July 03, 2012
David Brooks devotes his column today to telling the Republicans that if they don’t like Obamacare then they will have to have with an alternative to the one that President Obama and Governor Romney developed. His preferred alternative is a plan that appears in the conservative journal National Affairs.
It’s not worth going through all the details, but the essential line in the story is that if we all had individual policies somehow the market will constrain health care costs. The plan would look to move quickly in this direction by replacing the tax preference for firms with less than 200 employers with an individual tax credit. This would add tens of millions of people to the individual market.
The plan would also dissolve Medicaid. Medicaid beneficiaries would get a tax credit just like anyone else, with states deciding how much they would add to the federal credit. In principle, this would add even more people to the individual market.
The faith in the individual market is striking since we already have a large individual market today and it works horribly. The authors apparently believe that the heavy hand of stronger government regulation combined with a larger market will somehow make the individual market work. The authors key regulation is that insurers would be required to issue policies to all applicants and to charge them a uniform rate regardless of their health status. This would apply to anyone who maintained continuous coverage.
I always like to play the Dean Baker gaming game. Let’s see if we can get around this restriction. Suppose we have Joe’s insurance that charges a very low fee and provides coupons for restaurants and gym clubs to its beneficiaries. Healthy people can buy into Joe’s insurance and get most of their premiums rebated to them in its savings on restaurant meals and gyms, with Joe keeping the rest for his profit.
If healthy people then get sick, our conservative friends would require insurers to provide them coverage at the same rate as everyone else. I don’t know about other folks, but I think I would sign up with Joe’s insurance unless I get some serious health problem.
Okay, we know the government bureaucrats will shut down Joe’s insurance, preventing this obvious fraud on the system. Right, what sort of statist cretins are these people? The point here is that the continuous coverage condition they outline here would be incredibly difficult to enforce especially considering the sums involved.

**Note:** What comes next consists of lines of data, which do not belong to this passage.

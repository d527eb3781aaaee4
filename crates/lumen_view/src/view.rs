//! Views
//!
//! A [`View`] pairs a model with a [`Template`]. Rendering builds the DOM
//! once; afterwards the template's bindings keep it in sync with the
//! model. Views own named regions, each an ordered list of child views
//! mounted into an element of the parent (or into nothing at all, for
//! purely logical regions).
//!
//! Lifecycle: `Created -> Rendered -> Destroyed`. `render()` is idempotent
//! and `destroy()` may be called in any state, any number of times.

use std::cell::{Cell, RefCell};
use std::fmt;
use std::rc::{Rc, Weak};

use indexmap::IndexMap;
use lumen_core::{BindChain, Emitter, EventInfo, ListenerRegistry, Observable, Subscription, Value};

use crate::collection::ViewCollection;
use crate::dom::{Dom, NodeId, SelectorList};
use crate::error::{RegionOp, Result, ViewError};
use crate::template::{RenderedTemplate, Template};

/// Names a view reserves on the model it owns
const VIEW_MEMBERS: &[&str] = &[
    "render",
    "destroy",
    "element",
    "register",
    "add_child",
    "remove_child",
    "get_child",
    "template",
    "model",
    "regions",
];

type Resolver = Rc<dyn Fn(&Dom, NodeId) -> Option<NodeId>>;
type RenderHook = Rc<dyn Fn(&View) -> Result<()>>;
type DestroyHook = Rc<dyn Fn(&View)>;

/// Where a region mounts its child views
#[derive(Clone)]
pub enum RegionSelector {
    /// First descendant of the view element matching the selector
    Css(String),
    /// Custom lookup from the view element
    Resolver(Resolver),
    /// No element: children are tracked but never mounted
    Detached,
}

impl RegionSelector {
    pub fn css(selector: &str) -> Self {
        RegionSelector::Css(selector.to_string())
    }

    pub fn resolver<F>(resolve: F) -> Self
    where
        F: Fn(&Dom, NodeId) -> Option<NodeId> + 'static,
    {
        RegionSelector::Resolver(Rc::new(resolve))
    }
}

impl PartialEq for RegionSelector {
    fn eq(&self, other: &Self) -> bool {
        match (self, other) {
            (RegionSelector::Css(a), RegionSelector::Css(b)) => a == b,
            (RegionSelector::Resolver(a), RegionSelector::Resolver(b)) => Rc::ptr_eq(a, b),
            (RegionSelector::Detached, RegionSelector::Detached) => true,
            _ => false,
        }
    }
}

impl fmt::Debug for RegionSelector {
    fn fmt(&self, f: &mut fmt::Formatter<'_>) -> fmt::Result {
        match self {
            RegionSelector::Css(selector) => f.debug_tuple("Css").field(selector).finish(),
            RegionSelector::Resolver(_) => f.write_str("Resolver(..)"),
            RegionSelector::Detached => f.write_str("Detached"),
        }
    }
}

struct Region {
    selector: RegionSelector,
    parsed: Option<SelectorList>,
    element: Option<NodeId>,
    views: Vec<View>,
}

#[derive(Clone, Copy, Debug, PartialEq, Eq)]
enum ViewState {
    Created,
    Rendered,
    Destroyed,
}

struct ViewInner {
    dom: Dom,
    model: Observable,
    owns_model: bool,
    template: RefCell<Option<Template>>,
    rendered: RefCell<Option<RenderedTemplate>>,
    element: Cell<Option<NodeId>>,
    regions: RefCell<IndexMap<String, Region>>,
    collections: RefCell<Vec<ViewCollection>>,
    listeners: RefCell<ListenerRegistry>,
    render_hooks: RefCell<Vec<RenderHook>>,
    destroy_hooks: RefCell<Vec<DestroyHook>>,
    state: Cell<ViewState>,
}

/// Shared handle to a view
#[derive(Clone)]
pub struct View {
    inner: Rc<ViewInner>,
}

Per capita health costs in the United States are close to $9,000. That comes to $27,000 for a family of three. (It’s lower for children — but stick with this for a moment.) A minimum wage earner with a full-time job takes home less than $15,000 a year. There are tens of millions of workers with family incomes under $30,000. Without some very large subsidies, these people are not going to be able to afford anything resembling real insurance. They may be able to buy Joe’s plan (perhaps the rebates would be in diapers and baby food), but not a plan that actually covers the bulk of their health care costs. Continuous coverage for these people is not going to be possible unless it is with scam insurance.
This is not the only place where these people seem troubled by arithmetic. The piece tells readers that we should look to replace Medicare with a voucher-type system like the one proposed by Representative Paul Ryan. It argues:
“While such a reform should try to capture the bulk of the huge Baby Boom generation, it should also be carefully phased in, applying only to future enrollees. A transition to a new premium-support model should exempt from the changes people who are currently in the Medicare program and those very close to retiring. (For instance, the plan offered by Republican congressman Paul Ryan and Democratic senator Ron Wyden would start with Americans who are 55 today, and so will enter the program in ten years.)”
Let’s see, the baby boom cohorts were people born between 1946 and 1964. People who are 55 today were born in 1957. How do we get the bulk of the baby boom generation covered under this new system if we only transition to people born after 1957?
(The piece also bizarrely tells us that the current ratio of workers to Medicare beneficiaries is 3.7 to 1 and is destined to fall to 2.4 to 1 in 2.4 to 1 in 2030. Not to be overly picky, but the Bureau of Labor Statistics tells us that we have 142.3 million people currently employed. This is almost exactly 3.0 times the 47 million people currently receiving Medicare benefits.)
One item that is curiously missing from our free market gang’s approach to health care reform is a lack of interest in more trade in health care services. Why not provide people with more incentive to take advantage of lower cost health care elsewhere in the world. Many procedures that cost hundreds of thousands of dollars here could be done for one tenth of this price in India and elsewhere in modern facilities that have high standards. Why not make it easier for people in the United States to take advantage of such options by setting up clear liability rules and having a reliable quality certification process?
Why not allow seniors to buy into foreign Medicare systems. This is a great potential win-win. With the gap in costs projected to grow into the tens of thousands of dollars per person, the government could save thousands of dollars each year for every person that chooses to buy into the health care system of the U.K. or Canada, with the beneficiary putting the same amount of money in their pocket. And, we can even pay a substantial premium above costs to make it worth the while of the receiving country.
And of course there is no discussion of a free market in prescription drugs to prevent abuses like this. It’s government granted patent monopolies forever for these folks.
It looks to me like Brooks and his National Affairs buddies are more interested in protecting the insurance industry and the income of health care providers than the market. They sure don’t look to the market for the most obvious gains that it could provide.